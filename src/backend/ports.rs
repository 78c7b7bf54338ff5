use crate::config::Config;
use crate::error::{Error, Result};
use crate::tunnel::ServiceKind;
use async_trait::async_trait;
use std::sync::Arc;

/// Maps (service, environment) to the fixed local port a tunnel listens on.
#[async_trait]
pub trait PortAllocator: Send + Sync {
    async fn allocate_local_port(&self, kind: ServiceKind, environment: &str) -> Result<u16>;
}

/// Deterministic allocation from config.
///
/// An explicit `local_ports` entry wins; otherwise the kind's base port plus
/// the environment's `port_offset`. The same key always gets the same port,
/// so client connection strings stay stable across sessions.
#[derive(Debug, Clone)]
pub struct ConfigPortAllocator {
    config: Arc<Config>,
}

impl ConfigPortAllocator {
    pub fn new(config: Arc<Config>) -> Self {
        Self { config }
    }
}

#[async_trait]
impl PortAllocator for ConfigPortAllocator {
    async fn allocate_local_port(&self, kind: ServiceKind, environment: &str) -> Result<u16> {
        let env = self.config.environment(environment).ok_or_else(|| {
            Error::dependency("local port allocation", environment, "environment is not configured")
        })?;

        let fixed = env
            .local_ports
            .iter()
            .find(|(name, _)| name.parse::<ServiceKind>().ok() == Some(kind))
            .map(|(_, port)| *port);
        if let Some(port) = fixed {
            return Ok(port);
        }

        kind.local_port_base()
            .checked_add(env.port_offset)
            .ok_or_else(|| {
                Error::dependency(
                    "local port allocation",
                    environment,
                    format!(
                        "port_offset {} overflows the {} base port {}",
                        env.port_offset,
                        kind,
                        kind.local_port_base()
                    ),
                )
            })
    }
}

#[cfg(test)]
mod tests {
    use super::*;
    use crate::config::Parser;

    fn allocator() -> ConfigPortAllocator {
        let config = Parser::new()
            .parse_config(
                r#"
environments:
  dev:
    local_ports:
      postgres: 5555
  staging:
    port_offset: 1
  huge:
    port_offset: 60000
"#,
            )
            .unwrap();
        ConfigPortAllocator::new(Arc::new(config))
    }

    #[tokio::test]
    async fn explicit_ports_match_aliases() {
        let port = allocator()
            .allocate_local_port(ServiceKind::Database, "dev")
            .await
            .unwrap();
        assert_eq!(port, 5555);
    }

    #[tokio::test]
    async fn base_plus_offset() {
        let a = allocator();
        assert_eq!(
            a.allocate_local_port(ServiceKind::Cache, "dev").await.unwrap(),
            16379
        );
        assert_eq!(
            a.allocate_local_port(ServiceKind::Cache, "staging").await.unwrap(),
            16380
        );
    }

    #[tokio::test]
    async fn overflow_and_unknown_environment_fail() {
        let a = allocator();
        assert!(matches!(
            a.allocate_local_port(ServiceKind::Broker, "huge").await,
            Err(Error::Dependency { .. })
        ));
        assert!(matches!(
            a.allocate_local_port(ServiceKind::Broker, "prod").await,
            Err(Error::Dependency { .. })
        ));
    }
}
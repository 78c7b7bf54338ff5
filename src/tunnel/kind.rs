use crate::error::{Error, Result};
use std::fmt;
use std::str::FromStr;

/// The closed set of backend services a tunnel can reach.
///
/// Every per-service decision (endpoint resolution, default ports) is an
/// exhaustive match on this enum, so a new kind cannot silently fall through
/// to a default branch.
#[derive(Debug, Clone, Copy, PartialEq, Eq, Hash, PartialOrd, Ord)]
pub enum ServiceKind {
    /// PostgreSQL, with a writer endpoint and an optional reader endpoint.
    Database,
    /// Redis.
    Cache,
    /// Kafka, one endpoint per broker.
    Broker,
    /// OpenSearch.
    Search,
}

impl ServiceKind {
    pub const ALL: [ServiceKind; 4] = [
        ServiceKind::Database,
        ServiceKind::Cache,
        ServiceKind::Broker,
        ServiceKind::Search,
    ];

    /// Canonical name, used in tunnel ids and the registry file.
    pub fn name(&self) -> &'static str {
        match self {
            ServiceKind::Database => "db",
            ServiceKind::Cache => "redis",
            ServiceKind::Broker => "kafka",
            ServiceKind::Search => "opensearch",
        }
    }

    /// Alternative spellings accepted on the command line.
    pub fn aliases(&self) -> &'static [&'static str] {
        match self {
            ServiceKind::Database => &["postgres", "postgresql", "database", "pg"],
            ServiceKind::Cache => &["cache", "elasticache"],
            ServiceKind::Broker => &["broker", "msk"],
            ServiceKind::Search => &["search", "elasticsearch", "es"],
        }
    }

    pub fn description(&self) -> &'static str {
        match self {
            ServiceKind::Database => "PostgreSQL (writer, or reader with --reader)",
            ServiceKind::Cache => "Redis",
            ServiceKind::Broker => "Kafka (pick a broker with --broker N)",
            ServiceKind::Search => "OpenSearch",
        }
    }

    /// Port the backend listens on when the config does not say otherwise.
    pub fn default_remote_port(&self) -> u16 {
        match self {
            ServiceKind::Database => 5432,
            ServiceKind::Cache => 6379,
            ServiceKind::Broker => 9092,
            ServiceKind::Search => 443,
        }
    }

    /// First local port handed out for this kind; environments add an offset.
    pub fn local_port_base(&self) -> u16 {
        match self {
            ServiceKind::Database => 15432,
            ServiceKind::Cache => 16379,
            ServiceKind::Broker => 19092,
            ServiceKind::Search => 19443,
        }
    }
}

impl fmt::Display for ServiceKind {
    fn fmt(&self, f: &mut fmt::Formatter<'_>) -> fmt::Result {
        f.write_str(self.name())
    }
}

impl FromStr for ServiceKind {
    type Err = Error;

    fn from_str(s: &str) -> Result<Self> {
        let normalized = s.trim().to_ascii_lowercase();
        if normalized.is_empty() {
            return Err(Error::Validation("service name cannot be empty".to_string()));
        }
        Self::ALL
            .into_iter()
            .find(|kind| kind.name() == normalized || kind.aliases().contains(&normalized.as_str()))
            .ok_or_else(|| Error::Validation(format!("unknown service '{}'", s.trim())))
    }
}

[BRIEF] Transcribe the listing above line for line, from the first line to the line containing "let env = self.config.environment(environment).ok_or_else(||", inclusive, with no other lines.

[RESPONSE AREA]
filename src/backend/ports.rs
repository 78c7b7bf54338ff5
use crate::config::Config;
use crate::error::{Error, Result};
use crate::tunnel::ServiceKind;
use async_trait::async_trait;
use std::sync::Arc;

/// Maps (service, environment) to the fixed local port a tunnel listens on.
#[async_trait]
pub trait PortAllocator: Send + Sync {
    async fn allocate_local_port(&self, kind: ServiceKind, environment: &str) -> Result<u16>;
}

/// Deterministic allocation from config.
///
/// An explicit `local_ports` entry wins; otherwise the kind's base port plus
/// the environment's `port_offset`. The same key always gets the same port,
/// so client connection strings stay stable across sessions.
#[derive(Debug, Clone)]
pub struct ConfigPortAllocator {
    config: Arc<Config>,
}

impl ConfigPortAllocator {
    pub fn new(config: Arc<Config>) -> Self {
        Self { config }
    }
}

#[async_trait]
impl PortAllocator for ConfigPortAllocator {
    async fn allocate_local_port(&self, kind: ServiceKind, environment: &str) -> Result<u16> {
        let env = self.config.environment(environment).ok_or_else(|| {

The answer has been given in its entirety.